Activity> Go through the entries and copy every line that has the string "sequence" in it.

Extracted data>
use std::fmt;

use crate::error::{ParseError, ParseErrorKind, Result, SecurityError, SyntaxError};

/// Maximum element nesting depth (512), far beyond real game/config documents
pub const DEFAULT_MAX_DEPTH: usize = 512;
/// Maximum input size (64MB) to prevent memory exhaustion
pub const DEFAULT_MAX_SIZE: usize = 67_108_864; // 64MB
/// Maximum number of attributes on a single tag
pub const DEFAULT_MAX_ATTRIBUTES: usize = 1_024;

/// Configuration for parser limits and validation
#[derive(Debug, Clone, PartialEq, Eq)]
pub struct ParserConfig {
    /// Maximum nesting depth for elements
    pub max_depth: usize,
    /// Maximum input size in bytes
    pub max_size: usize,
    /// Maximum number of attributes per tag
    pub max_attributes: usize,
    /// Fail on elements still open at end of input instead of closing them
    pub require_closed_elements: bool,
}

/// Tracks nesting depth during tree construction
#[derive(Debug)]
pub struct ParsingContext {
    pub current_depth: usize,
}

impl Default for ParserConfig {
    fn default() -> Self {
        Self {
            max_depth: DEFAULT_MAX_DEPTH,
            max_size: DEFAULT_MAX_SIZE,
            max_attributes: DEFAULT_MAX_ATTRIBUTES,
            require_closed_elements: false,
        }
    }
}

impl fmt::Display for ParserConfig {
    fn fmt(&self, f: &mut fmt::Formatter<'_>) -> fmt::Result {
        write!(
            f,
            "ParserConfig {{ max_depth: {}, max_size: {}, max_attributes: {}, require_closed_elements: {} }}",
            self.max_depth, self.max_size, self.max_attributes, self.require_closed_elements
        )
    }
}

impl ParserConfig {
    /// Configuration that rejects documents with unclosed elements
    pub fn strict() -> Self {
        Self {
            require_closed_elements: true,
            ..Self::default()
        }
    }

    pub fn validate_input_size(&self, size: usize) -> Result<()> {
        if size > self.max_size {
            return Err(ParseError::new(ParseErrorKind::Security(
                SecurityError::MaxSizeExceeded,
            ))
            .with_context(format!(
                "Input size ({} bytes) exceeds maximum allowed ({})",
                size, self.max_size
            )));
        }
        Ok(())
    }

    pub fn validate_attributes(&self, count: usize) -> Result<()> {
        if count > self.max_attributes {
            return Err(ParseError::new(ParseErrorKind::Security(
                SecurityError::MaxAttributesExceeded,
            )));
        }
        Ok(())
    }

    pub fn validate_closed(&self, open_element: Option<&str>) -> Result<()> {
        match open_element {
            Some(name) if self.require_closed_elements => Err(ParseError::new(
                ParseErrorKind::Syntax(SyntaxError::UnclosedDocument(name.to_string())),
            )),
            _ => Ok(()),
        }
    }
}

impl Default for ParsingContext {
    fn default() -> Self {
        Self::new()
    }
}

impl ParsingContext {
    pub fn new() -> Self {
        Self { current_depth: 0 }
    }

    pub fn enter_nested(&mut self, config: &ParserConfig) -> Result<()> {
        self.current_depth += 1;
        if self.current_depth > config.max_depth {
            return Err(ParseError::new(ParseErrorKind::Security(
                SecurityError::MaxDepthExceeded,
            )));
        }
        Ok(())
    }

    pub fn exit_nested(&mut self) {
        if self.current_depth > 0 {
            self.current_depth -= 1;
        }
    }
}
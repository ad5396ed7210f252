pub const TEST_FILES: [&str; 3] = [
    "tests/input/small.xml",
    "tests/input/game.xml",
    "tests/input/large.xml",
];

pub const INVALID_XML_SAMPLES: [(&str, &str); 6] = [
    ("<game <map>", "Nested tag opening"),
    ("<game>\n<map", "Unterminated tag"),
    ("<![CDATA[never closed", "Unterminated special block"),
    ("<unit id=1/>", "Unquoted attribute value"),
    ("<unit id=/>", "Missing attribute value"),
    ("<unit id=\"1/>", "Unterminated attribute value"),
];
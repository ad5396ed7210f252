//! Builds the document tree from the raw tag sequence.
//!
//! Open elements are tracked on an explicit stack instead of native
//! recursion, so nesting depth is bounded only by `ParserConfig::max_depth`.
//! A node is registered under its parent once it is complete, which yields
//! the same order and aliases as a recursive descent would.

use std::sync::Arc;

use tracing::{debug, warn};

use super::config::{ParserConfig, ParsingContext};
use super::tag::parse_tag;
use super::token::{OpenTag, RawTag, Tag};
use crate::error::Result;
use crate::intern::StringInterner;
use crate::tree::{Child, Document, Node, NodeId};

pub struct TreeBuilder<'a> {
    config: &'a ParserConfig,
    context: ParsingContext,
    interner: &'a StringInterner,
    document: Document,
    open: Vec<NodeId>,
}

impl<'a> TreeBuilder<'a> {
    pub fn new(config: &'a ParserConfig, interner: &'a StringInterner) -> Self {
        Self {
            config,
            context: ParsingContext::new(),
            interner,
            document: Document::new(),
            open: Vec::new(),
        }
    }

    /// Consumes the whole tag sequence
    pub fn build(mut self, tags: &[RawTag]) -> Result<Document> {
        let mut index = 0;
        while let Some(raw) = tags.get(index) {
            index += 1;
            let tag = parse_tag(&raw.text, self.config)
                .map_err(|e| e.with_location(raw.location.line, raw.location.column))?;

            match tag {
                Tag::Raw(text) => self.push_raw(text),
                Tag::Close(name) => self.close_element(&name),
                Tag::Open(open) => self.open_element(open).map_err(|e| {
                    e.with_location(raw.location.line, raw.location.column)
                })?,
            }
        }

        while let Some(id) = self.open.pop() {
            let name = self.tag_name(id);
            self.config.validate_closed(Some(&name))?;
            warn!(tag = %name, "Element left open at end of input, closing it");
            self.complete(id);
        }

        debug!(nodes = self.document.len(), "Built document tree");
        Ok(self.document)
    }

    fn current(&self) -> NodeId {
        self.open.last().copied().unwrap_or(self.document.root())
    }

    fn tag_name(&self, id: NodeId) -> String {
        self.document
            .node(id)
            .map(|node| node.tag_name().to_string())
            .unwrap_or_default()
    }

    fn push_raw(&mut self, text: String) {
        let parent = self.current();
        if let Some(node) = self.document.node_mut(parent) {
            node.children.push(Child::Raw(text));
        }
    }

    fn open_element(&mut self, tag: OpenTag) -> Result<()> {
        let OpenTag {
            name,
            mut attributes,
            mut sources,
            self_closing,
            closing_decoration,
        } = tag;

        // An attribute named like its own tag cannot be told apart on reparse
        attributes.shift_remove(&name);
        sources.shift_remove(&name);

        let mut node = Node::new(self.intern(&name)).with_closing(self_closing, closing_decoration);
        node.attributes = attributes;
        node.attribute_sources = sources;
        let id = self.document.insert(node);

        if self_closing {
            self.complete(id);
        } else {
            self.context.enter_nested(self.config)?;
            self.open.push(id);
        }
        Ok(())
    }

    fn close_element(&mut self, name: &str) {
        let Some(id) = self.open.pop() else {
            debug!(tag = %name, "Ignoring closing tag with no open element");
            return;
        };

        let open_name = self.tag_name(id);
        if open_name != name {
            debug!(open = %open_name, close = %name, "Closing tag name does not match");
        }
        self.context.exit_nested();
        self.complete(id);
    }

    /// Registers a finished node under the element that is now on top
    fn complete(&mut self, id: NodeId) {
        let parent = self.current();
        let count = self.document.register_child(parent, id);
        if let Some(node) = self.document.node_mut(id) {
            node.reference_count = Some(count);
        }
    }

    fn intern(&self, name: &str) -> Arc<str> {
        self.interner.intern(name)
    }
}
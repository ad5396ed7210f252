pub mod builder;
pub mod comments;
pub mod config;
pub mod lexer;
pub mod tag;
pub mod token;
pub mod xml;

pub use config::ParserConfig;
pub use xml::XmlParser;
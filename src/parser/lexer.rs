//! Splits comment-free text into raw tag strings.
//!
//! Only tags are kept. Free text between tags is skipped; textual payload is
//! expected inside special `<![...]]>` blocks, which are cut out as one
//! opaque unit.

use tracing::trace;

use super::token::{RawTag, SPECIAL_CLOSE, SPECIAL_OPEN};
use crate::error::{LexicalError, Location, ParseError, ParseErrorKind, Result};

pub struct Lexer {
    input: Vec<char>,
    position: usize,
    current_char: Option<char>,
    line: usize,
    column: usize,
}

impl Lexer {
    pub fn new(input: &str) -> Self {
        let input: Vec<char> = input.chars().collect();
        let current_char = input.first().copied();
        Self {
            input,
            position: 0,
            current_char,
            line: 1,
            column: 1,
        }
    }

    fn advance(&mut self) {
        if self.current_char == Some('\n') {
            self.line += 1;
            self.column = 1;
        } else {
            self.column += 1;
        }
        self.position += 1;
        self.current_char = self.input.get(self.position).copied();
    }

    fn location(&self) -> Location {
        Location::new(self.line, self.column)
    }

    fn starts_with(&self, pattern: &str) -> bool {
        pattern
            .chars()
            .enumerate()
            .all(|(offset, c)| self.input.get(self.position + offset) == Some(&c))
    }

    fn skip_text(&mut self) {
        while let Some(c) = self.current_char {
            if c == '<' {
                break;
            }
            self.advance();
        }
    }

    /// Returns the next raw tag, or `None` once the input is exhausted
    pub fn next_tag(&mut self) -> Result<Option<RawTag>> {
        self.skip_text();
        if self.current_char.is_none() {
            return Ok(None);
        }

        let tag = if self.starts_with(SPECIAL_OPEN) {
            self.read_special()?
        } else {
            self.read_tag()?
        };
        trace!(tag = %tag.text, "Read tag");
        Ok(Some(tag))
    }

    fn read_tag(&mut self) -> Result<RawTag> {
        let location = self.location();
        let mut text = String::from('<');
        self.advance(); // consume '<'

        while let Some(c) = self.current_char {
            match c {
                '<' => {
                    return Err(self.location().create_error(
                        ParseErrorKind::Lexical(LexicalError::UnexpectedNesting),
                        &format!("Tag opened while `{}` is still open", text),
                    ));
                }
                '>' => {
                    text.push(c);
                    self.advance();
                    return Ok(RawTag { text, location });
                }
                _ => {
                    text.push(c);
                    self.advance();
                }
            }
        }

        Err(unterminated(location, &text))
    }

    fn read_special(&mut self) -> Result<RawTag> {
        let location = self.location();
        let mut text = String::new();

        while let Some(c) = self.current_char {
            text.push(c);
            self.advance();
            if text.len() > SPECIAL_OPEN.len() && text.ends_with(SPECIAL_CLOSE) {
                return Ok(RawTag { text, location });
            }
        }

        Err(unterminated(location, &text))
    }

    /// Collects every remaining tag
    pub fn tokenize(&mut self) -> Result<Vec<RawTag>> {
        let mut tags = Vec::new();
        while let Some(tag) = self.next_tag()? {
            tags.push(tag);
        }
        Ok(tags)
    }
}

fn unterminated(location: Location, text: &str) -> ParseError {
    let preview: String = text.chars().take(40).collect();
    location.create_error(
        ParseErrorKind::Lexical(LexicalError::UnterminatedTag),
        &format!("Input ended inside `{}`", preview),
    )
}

Output below>
//! Builds the document tree from the raw tag sequence.
    /// Consumes the whole tag sequence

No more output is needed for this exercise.